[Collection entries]
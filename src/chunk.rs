//! Passage splitter.
//!
//! Splits a [`SourceDocument`] into [`Passage`]s of at most `max_tokens`
//! (approximated as four characters per token). Paragraphs (`\n\n`) are kept
//! together when they fit; an oversized paragraph is cut at word boundaries.
//!
//! Each passage carries a SHA-256 hash of its source and text, which the
//! store uses to skip passages it already holds.

use sha2::{Digest, Sha256};

use crate::models::{Passage, SourceDocument};

const CHARS_PER_TOKEN: usize = 4;

/// Split a document into passages with contiguous indices starting at 0.
/// Documents with no visible text produce no passages.
pub fn split_document(doc: &SourceDocument, max_tokens: usize) -> Vec<Passage> {
    let max_chars = max_tokens.max(1) * CHARS_PER_TOKEN;
    let mut pieces: Vec<String> = Vec::new();
    let mut buffer = String::new();

    for paragraph in doc.text.split("\n\n") {
        let paragraph = paragraph.trim();
        if paragraph.is_empty() {
            continue;
        }

        let projected = if buffer.is_empty() {
            paragraph.chars().count()
        } else {
            buffer.chars().count() + 2 + paragraph.chars().count()
        };
        if projected > max_chars && !buffer.is_empty() {
            pieces.push(std::mem::take(&mut buffer));
        }

        if paragraph.chars().count() > max_chars {
            pieces.extend(split_words(paragraph, max_chars));
            continue;
        }

        if !buffer.is_empty() {
            buffer.push_str("\n\n");
        }
        buffer.push_str(paragraph);
    }
    if !buffer.is_empty() {
        pieces.push(buffer);
    }

    pieces
        .into_iter()
        .enumerate()
        .map(|(index, text)| Passage {
            hash: passage_hash(&doc.source, &text),
            source: doc.source.clone(),
            chunk_index: index as i64,
            text,
            metadata_json: doc.metadata_json.clone(),
        })
        .collect()
}

/// Greedy word packing; a single word longer than the limit becomes its
/// own piece.
fn split_words(text: &str, max_chars: usize) -> Vec<String> {
    let mut pieces = Vec::new();
    let mut current = String::new();
    for word in text.split_whitespace() {
        let needed = if current.is_empty() {
            word.chars().count()
        } else {
            current.chars().count() + 1 + word.chars().count()
        };
        if needed > max_chars && !current.is_empty() {
            pieces.push(std::mem::take(&mut current));
        }
        if !current.is_empty() {
            current.push(' ');
        }
        current.push_str(word);
    }
    if !current.is_empty() {
        pieces.push(current);
    }
    pieces
}

pub fn passage_hash(source: &str, text: &str) -> String {
    let mut hasher = Sha256::new();
    hasher.update(source.as_bytes());
    hasher.update([0u8]);
    hasher.update(text.as_bytes());
    format!("{:x}", hasher.finalize())
}

#[cfg(test)]
mod tests {
    use super::*;

    fn doc(text: &str) -> SourceDocument {
        SourceDocument {
            source: "notes/a.md".to_string(),
            text: text.to_string(),
            metadata_json: "{}".to_string(),
        }
    }

    #[test]
    fn test_small_text_single_passage() {
        let passages = split_document(&doc("Hello, world!"), 250);
        assert_eq!(passages.len(), 1);
        assert_eq!(passages[0].chunk_index, 0);
        assert_eq!(passages[0].text, "Hello, world!");
        assert_eq!(passages[0].source, "notes/a.md");
    }

    #[test]
    fn test_blank_text_has_no_passages() {
        assert!(split_document(&doc(""), 250).is_empty());
        assert!(split_document(&doc("\n\n  \n\n"), 250).is_empty());
    }

    #[test]
    fn test_paragraphs_grouped_until_limit() {
        // max_tokens=8 => max_chars=32
        let text = "This is paragraph one.\n\nThis is paragraph two.\n\nThird.";
        let passages = split_document(&doc(text), 8);
        assert_eq!(passages.len(), 2);
        assert_eq!(passages[1].text, "This is paragraph two.\n\nThird.");
        for (i, p) in passages.iter().enumerate() {
            assert_eq!(p.chunk_index, i as i64);
        }
    }

    #[test]
    fn test_long_paragraph_split_on_words() {
        let text = "alpha beta gamma delta epsilon zeta eta theta";
        let passages = split_document(&doc(text), 3);
        assert!(passages.len() > 1);
        assert!(passages.iter().all(|p| p.text.chars().count() <= 12));
        let rebuilt: Vec<&str> = passages.iter().flat_map(|p| p.text.split(' ')).collect();
        assert_eq!(rebuilt.join(" "), text);
    }

    #[test]
    fn test_multibyte_text_does_not_panic() {
        let text = "ééééééééééééééééééééééééééé ü ü ü";
        assert!(!split_document(&doc(text), 2).is_empty());
    }

    #[test]
    fn test_hash_depends_on_source() {
        assert_ne!(passage_hash("a.md", "same"), passage_hash("b.md", "same"));
        assert_eq!(passage_hash("a.md", "same"), passage_hash("a.md", "same"));
    }
}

● **Your instructions**:
The response should be every record above restated exactly.

● **Task output**:
filename src/chunk.rs
//! Passage splitter.
//!
//! Splits a [`SourceDocument`] into [`Passage`]s of at most `max_tokens`
//! (approximated as four characters per token). Paragraphs (`\n\n`) are kept
//! together when they fit; an oversized paragraph is cut at word boundaries.
//!
//! Each passage carries a SHA-256 hash of its source and text, which the
//! store uses to skip passages it already holds.

use sha2::{Digest, Sha256};

use crate::models::{Passage, SourceDocument};

const CHARS_PER_TOKEN: usize = 4;

/// Split a document into passages with contiguous indices starting at 0.
/// Documents with no visible text produce no passages.
pub fn split_document(doc: &SourceDocument, max_tokens: usize) -> Vec<Passage> {
    let max_chars = max_tokens.max(1) * CHARS_PER_TOKEN;
    let mut pieces: Vec<String> = Vec::new();
    let mut buffer = String::new();

    for paragraph in doc.text.split("\n\n") {
        let paragraph = paragraph.trim();
        if paragraph.is_empty() {
            continue;
        }

        let projected = if buffer.is_empty() {
            paragraph.chars().count()
        } else {
            buffer.chars().count() + 2 + paragraph.chars().count()
        };
        if projected > max_chars && !buffer.is_empty() {
            pieces.push(std::mem::take(&mut buffer));
        }

        if paragraph.chars().count() > max_chars {
            pieces.extend(split_words(paragraph, max_chars));
            continue;
        }

        if !buffer.is_empty() {
            buffer.push_str("\n\n");
        }
        buffer.push_str(paragraph);
    }
    if !buffer.is_empty() {
        pieces.push(buffer);
    }

    pieces
        .into_iter()
        .enumerate()
        .map(|(index, text)| Passage {
            hash: passage_hash(&doc.source, &text),
            source: doc.source.clone(),
            chunk_index: index as i64,
            text,
            metadata_json: doc.metadata_json.clone(),
        })
        .collect()
}

/// Greedy word packing; a single word longer than the limit becomes its
/// own piece.
fn split_words(text: &str, max_chars: usize) -> Vec<String> {
    let mut pieces = Vec::new();
    let mut current = String::new();
    for word in text.split_whitespace() {
        let needed = if current.is_empty() {
            word.chars().count()
        } else {
            current.chars().count() + 1 + word.chars().count()
        };
        if needed > max_chars && !current.is_empty() {
            pieces.push(std::mem::take(&mut current));
        }
        if !current.is_empty() {
            current.push(' ');
        }
        current.push_str(word);
    }
    if !current.is_empty() {
        pieces.push(current);
    }
    pieces
}

pub fn passage_hash(source: &str, text: &str) -> String {
    let mut hasher = Sha256::new();
    hasher.update(source.as_bytes());
    hasher.update([0u8]);
    hasher.update(text.as_bytes());
    format!("{:x}", hasher.finalize())
}

#[cfg(test)]
mod tests {
    use super::*;

    fn doc(text: &str) -> SourceDocument {
        SourceDocument {
            source: "notes/a.md".to_string(),
            text: text.to_string(),
            metadata_json: "{}".to_string(),
        }
    }

    #[test]
    fn test_small_text_single_passage() {
        let passages = split_document(&doc("Hello, world!"), 250);
        assert_eq!(passages.len(), 1);
        assert_eq!(passages[0].chunk_index, 0);
        assert_eq!(passages[0].text, "Hello, world!");
        assert_eq!(passages[0].source, "notes/a.md");
    }

    #[test]
    fn test_blank_text_has_no_passages() {
        assert!(split_document(&doc(""), 250).is_empty());
        assert!(split_document(&doc("\n\n  \n\n"), 250).is_empty());
    }

    #[test]
    fn test_paragraphs_grouped_until_limit() {
        // max_tokens=8 => max_chars=32
        let text = "This is paragraph one.\n\nThis is paragraph two.\n\nThird.";
        let passages = split_document(&doc(text), 8);
        assert_eq!(passages.len(), 2);
        assert_eq!(passages[1].text, "This is paragraph two.\n\nThird.");
        for (i, p) in passages.iter().enumerate() {
            assert_eq!(p.chunk_index, i as i64);
        }
    }

    #[test]
    fn test_long_paragraph_split_on_words() {
        let text = "alpha beta gamma delta epsilon zeta eta theta";
        let passages = split_document(&doc(text), 3);
        assert!(passages.len() > 1);
        assert!(passages.iter().all(|p| p.text.chars().count() <= 12));
        let rebuilt: Vec<&str> = passages.iter().flat_map(|p| p.text.split(' ')).collect();
        assert_eq!(rebuilt.join(" "), text);
    }

    #[test]
    fn test_multibyte_text_does_not_panic() {
        let text = "ééééééééééééééééééééééééééé ü ü ü";
        assert!(!split_document(&doc(text), 2).is_empty());
    }

    #[test]
    fn test_hash_depends_on_source() {
        assert_ne!(passage_hash("a.md", "same"), passage_hash("b.md", "same"));
        assert_eq!(passage_hash("a.md", "same"), passage_hash("a.md", "same"));
    }
}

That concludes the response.